I believe the difference is in reborrow, performed in the latter case, but not the former.

Mutable references are normally not Copy. This is by design, as copying a mutable reference would allow mutable aliasing. But then, the question is how does this work:

fn foo(v: &mut Vec<i32>) {
    v.push(1);  // equivalent to Vec::push(v, 1)
    v.push(2);  // equivalent to Vec::push(v, 2)
}

If the first call to push() receives v, which is not Copy, then the second call to push() should fail to compile with "use of moved value". And yet it compiles, as do the desugared versions.

The reason it compiles is that the compiler automatically performs reborrowing, replacing v with &mut *v. In other words. This transformation is done both on the receiver (self) and the function arguments:

// v is &mut Vec<i32>
v.push(1);        // treated as (&mut *v).push(1)
Vec::push(v, 2);  // treated as Vec::push(&mut *v, 2)

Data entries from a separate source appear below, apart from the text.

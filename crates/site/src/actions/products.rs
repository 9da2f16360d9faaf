//! Product actions.

use premium_food_core::{Product, ProductFields, ProductId};

use super::{ActionContext, ActionError, Entity, create, delete, require_fields, update};
use crate::backend::{BackendError, Caller, Database, Repository};
use crate::forms::{ImageInput, MultipartForm, non_empty};

impl Entity for Product {
    const ADMIN_PATH: &'static str = "/admin/products";
    const PUBLIC_PATHS: &'static [&'static str] = &["/"];
    const IMAGE_REQUIRED: bool = true;
}

/// Submitted product dialog.
#[derive(Debug, Default)]
pub struct ProductForm {
    pub name: String,
    pub description: String,
    pub category: String,
    pub is_featured: bool,
    pub image: ImageInput,
}

impl ProductForm {
    /// Read the dialog's fields (`image` file, `image_url` text).
    #[must_use]
    pub fn from_multipart(mut form: MultipartForm) -> Self {
        let image = ImageInput::from_form(&mut form, "image", "image_url");
        Self {
            name: form.text("name"),
            description: form.text("description"),
            category: form.text("category"),
            is_featured: form.checkbox("is_featured"),
            image,
        }
    }

    fn validate(&self) -> Result<(), ActionError> {
        require_fields(&[
            ("Name", self.name.as_str()),
            ("Description", self.description.as_str()),
            ("Category", self.category.as_str()),
        ])
    }

    fn split(self) -> (ImageInput, impl FnOnce(Option<String>) -> ProductFields + Send) {
        let Self {
            name,
            description,
            category,
            is_featured,
            image,
        } = self;
        let build = move |image_url| ProductFields {
            name,
            description: non_empty(description),
            image_url,
            category: non_empty(category),
            is_featured,
        };
        (image, build)
    }
}

/// Add a product.
///
/// # Errors
///
/// Returns a validation error for missing fields or image, otherwise the
/// backend's error.
pub async fn create_product(
    ctx: &ActionContext<'_>,
    form: ProductForm,
) -> Result<Product, ActionError> {
    form.validate()?;
    let (image, build) = form.split();
    create::<Product, _>(ctx, image, build).await
}

/// Edit a product. Without a new image the stored one is kept.
///
/// # Errors
///
/// Returns a validation error for missing fields, otherwise the backend's error.
pub async fn update_product(
    ctx: &ActionContext<'_>,
    id: ProductId,
    form: ProductForm,
) -> Result<Product, ActionError> {
    form.validate()?;
    let (image, build) = form.split();
    update::<Product, _>(ctx, id, image, build).await
}

/// Delete a product and, best-effort, its image.
///
/// # Errors
///
/// Returns the backend's error if the product cannot be read or deleted.
pub async fn delete_product(ctx: &ActionContext<'_>, id: ProductId) -> Result<(), ActionError> {
    delete::<Product>(ctx, id).await
}

/// Featured products for the public home page, newest first.
///
/// # Errors
///
/// Returns the backend error if the read fails.
pub async fn list_featured_products(db: &dyn Database) -> Result<Vec<Product>, BackendError> {
    Repository::<Product>::new(db, &Caller::Anonymous)
        .list_where("is_featured", true)
        .await
}

#[cfg(test)]
mod tests {
    use super::*;

    #[test]
    fn test_validation_requires_text_fields() {
        let form = ProductForm {
            name: "Frozen Chicken".to_string(),
            ..ProductForm::default()
        };
        let err = form.validate().err().map(|e| e.to_string());
        assert_eq!(
            err.as_deref(),
            Some("Please fill in: Description, Category.")
        );
    }

    #[test]
    fn test_fields_from_form() {
        let form = ProductForm::from_multipart(MultipartForm::from_parts(
            &[
                ("name", "Dried Stockfish"),
                ("description", "Sun-dried"),
                ("category", "Dried Products"),
                ("is_featured", "on"),
            ],
            vec![],
        ));
        assert!(form.validate().is_ok());
        assert!(matches!(form.image, ImageInput::Unchanged));

        let (_, build) = form.split();
        let fields = build(Some("https://x/products/products/a.png".to_string()));
        assert_eq!(fields.name, "Dried Stockfish");
        assert_eq!(fields.category.as_deref(), Some("Dried Products"));
        assert!(fields.is_featured);
    }
}
#[async_trait]
impl ObjectStorage for MemoryBackend {
    async fn upload(
        &self,
        caller: &Caller,
        bucket: Bucket,
        path: &str,
        bytes: Vec<u8>,
        _content_type: &str,
    ) -> Result<(), BackendError> {
        let mut state = self.lock();
        state.record(format!("upload {bucket}/{path}"), Op::Upload)?;
        state.authorize(caller)?;

        let objects = state.objects.entry(bucket).or_default();
        if objects.contains_key(path) {
            return Err(BackendError::Api {
                status: 409,
                message: "The resource already exists".to_string(),
            });
        }
        objects.insert(path.to_string(), bytes);
        Ok(())
    }

    fn public_url(&self, bucket: Bucket, path: &str) -> String {
        Self::url_for(bucket, path)
    }

    async fn remove(
        &self,
        caller: &Caller,
        bucket: Bucket,
        paths: &[String],
    ) -> Result<(), BackendError> {
        let mut state = self.lock();
        state.record(format!("remove {bucket}/{}", paths.join(",")), Op::Remove)?;
        state.authorize(caller)?;

        if let Some(objects) = state.objects.get_mut(&bucket) {
            for path in paths {
                objects.remove(path);
            }
        }
        Ok(())
    }

    async fn list(
        &self,
        _caller: &Caller,
        bucket: Bucket,
        prefix: &str,
    ) -> Result<Vec<String>, BackendError> {
        let mut state = self.lock();
        state.record(format!("list {bucket}/{prefix}"), Op::List)?;
        let folder = format!("{prefix}/");
        Ok(state
            .objects
            .get(&bucket)
            .map(|objects| {
                objects
                    .keys()
                    .filter(|path| path.starts_with(&folder))
                    .cloned()
                    .collect()
            })
            .unwrap_or_default())
    }
}
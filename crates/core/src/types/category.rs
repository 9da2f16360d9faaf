//! Gallery category tabs.

use core::fmt;

/// A category tab on the public gallery page.
#[derive(Debug, Clone, Copy, PartialEq, Eq, Hash, Default)]
pub enum GalleryCategory {
    /// Every item, regardless of category.
    #[default]
    All,
    Fish,
    Chicken,
    DriedProducts,
}

impl GalleryCategory {
    /// All tabs, in display order.
    pub const TABS: [Self; 4] = [Self::All, Self::Fish, Self::Chicken, Self::DriedProducts];

    /// The tab label, which is also the category value admins enter.
    #[must_use]
    pub const fn label(self) -> &'static str {
        match self {
            Self::All => "All",
            Self::Fish => "Fish",
            Self::Chicken => "Chicken",
            Self::DriedProducts => "Dried Products",
        }
    }

    /// Resolve a tab from a query value. Unknown values fall back to `All`.
    #[must_use]
    pub fn from_query(value: Option<&str>) -> Self {
        value
            .map(str::trim)
            .and_then(|value| {
                Self::TABS
                    .into_iter()
                    .find(|tab| tab.label().eq_ignore_ascii_case(value))
            })
            .unwrap_or_default()
    }

    /// Whether an item with the given category belongs on this tab.
    ///
    /// Comparison is case-insensitive. Items without a category only show
    /// under `All`.
    #[must_use]
    pub fn matches(self, category: Option<&str>) -> bool {
        match self {
            Self::All => true,
            tab => category.is_some_and(|c| c.trim().eq_ignore_ascii_case(tab.label())),
        }
    }
}

impl fmt::Display for GalleryCategory {
    fn fmt(&self, f: &mut fmt::Formatter<'_>) -> fmt::Result {
        f.write_str(self.label())
    }
}

#[cfg(test)]
mod tests {
    use super::*;

    #[test]
    fn test_from_query() {
        assert_eq!(GalleryCategory::from_query(None), GalleryCategory::All);
        assert_eq!(GalleryCategory::from_query(Some("fish")), GalleryCategory::Fish);
        assert_eq!(
            GalleryCategory::from_query(Some("Dried Products")),
            GalleryCategory::DriedProducts
        );
        assert_eq!(GalleryCategory::from_query(Some("Beef")), GalleryCategory::All);
    }

    #[test]
    fn test_matches_case_insensitively() {
        assert!(GalleryCategory::Chicken.matches(Some("CHICKEN")));
        assert!(GalleryCategory::DriedProducts.matches(Some(" dried products ")));
        assert!(!GalleryCategory::Fish.matches(Some("Chicken")));
        assert!(!GalleryCategory::Fish.matches(None));
        assert!(GalleryCategory::All.matches(None));
    }
}
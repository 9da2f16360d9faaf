//! Gallery page route handler.

use std::sync::Arc;

use askama::Template;
use askama_web::WebTemplate;
use axum::{
    extract::{Query, State},
    response::IntoResponse,
};
use premium_food_core::{GalleryCategory, GalleryItem};
use serde::Deserialize;
use tracing::instrument;

use super::home::GalleryCard;
use crate::actions::gallery::list_public_gallery;
use crate::cache::PublicPage;
use crate::content;
use crate::filters;
use crate::state::AppState;

const GALLERY_PATH: &str = "/gallery";

/// Query parameters for the gallery page.
#[derive(Debug, Deserialize)]
pub struct GalleryQuery {
    pub category: Option<String>,
}

/// Category tab link.
#[derive(Debug, Clone)]
pub struct TabView {
    pub label: &'static str,
    pub href: String,
    pub active: bool,
}

impl TabView {
    fn for_category(category: GalleryCategory, selected: GalleryCategory) -> Self {
        let href = match category {
            GalleryCategory::All => GALLERY_PATH.to_string(),
            other => format!("{GALLERY_PATH}?category={}", other.label().replace(' ', "+")),
        };
        Self {
            label: category.label(),
            href,
            active: category == selected,
        }
    }
}

/// Gallery page template.
#[derive(Template, WebTemplate)]
#[template(path = "gallery.html")]
pub struct GalleryTemplate {
    pub current_path: &'static str,
    pub business_name: &'static str,
    pub tabs: Vec<TabView>,
    pub selected: &'static str,
    pub items: Vec<GalleryCard>,
}

/// Display the gallery, filtered to the selected category tab.
#[instrument(skip(state))]
pub async fn gallery(
    State(state): State<AppState>,
    Query(query): Query<GalleryQuery>,
) -> impl IntoResponse {
    let selected = GalleryCategory::from_query(query.category.as_deref());
    let items = load_gallery(&state).await;

    GalleryTemplate {
        current_path: GALLERY_PATH,
        business_name: content::BUSINESS_NAME,
        tabs: GalleryCategory::TABS
            .iter()
            .map(|&tab| TabView::for_category(tab, selected))
            .collect(),
        selected: selected.label(),
        items: items
            .iter()
            .filter(|item| selected.matches(item.category.as_deref()))
            .map(Into::into)
            .collect(),
    }
}

/// Every public gallery item, from the cache when fresh.
async fn load_gallery(state: &AppState) -> Arc<Vec<GalleryItem>> {
    if let Some(PublicPage::Gallery(items)) = state.pages().get(GALLERY_PATH).await {
        return items;
    }

    let generation = state.pages().generation();
    match list_public_gallery(state.database()).await {
        Ok(items) => {
            let items = Arc::new(items);
            state
                .pages()
                .insert(
                    GALLERY_PATH,
                    PublicPage::Gallery(Arc::clone(&items)),
                    generation,
                )
                .await;
            items
        }
        Err(e) => {
            tracing::error!("Failed to fetch gallery: {e}");
            Arc::new(Vec::new())
        }
    }
}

The reborrowed form compiles because it is allowed to create a temporary mutable reference based on an existing mutable reference (e.g. through &mut r.some_field where r is &mut SomeStruct), as long as the temporary reference lives shorter than the original, and you don't use the original reference while the temporary one is live.

You typically notice reborrowing only in the rare cases when it fails. This answer describes such case with serde, where reborrowing failed due to use of generics.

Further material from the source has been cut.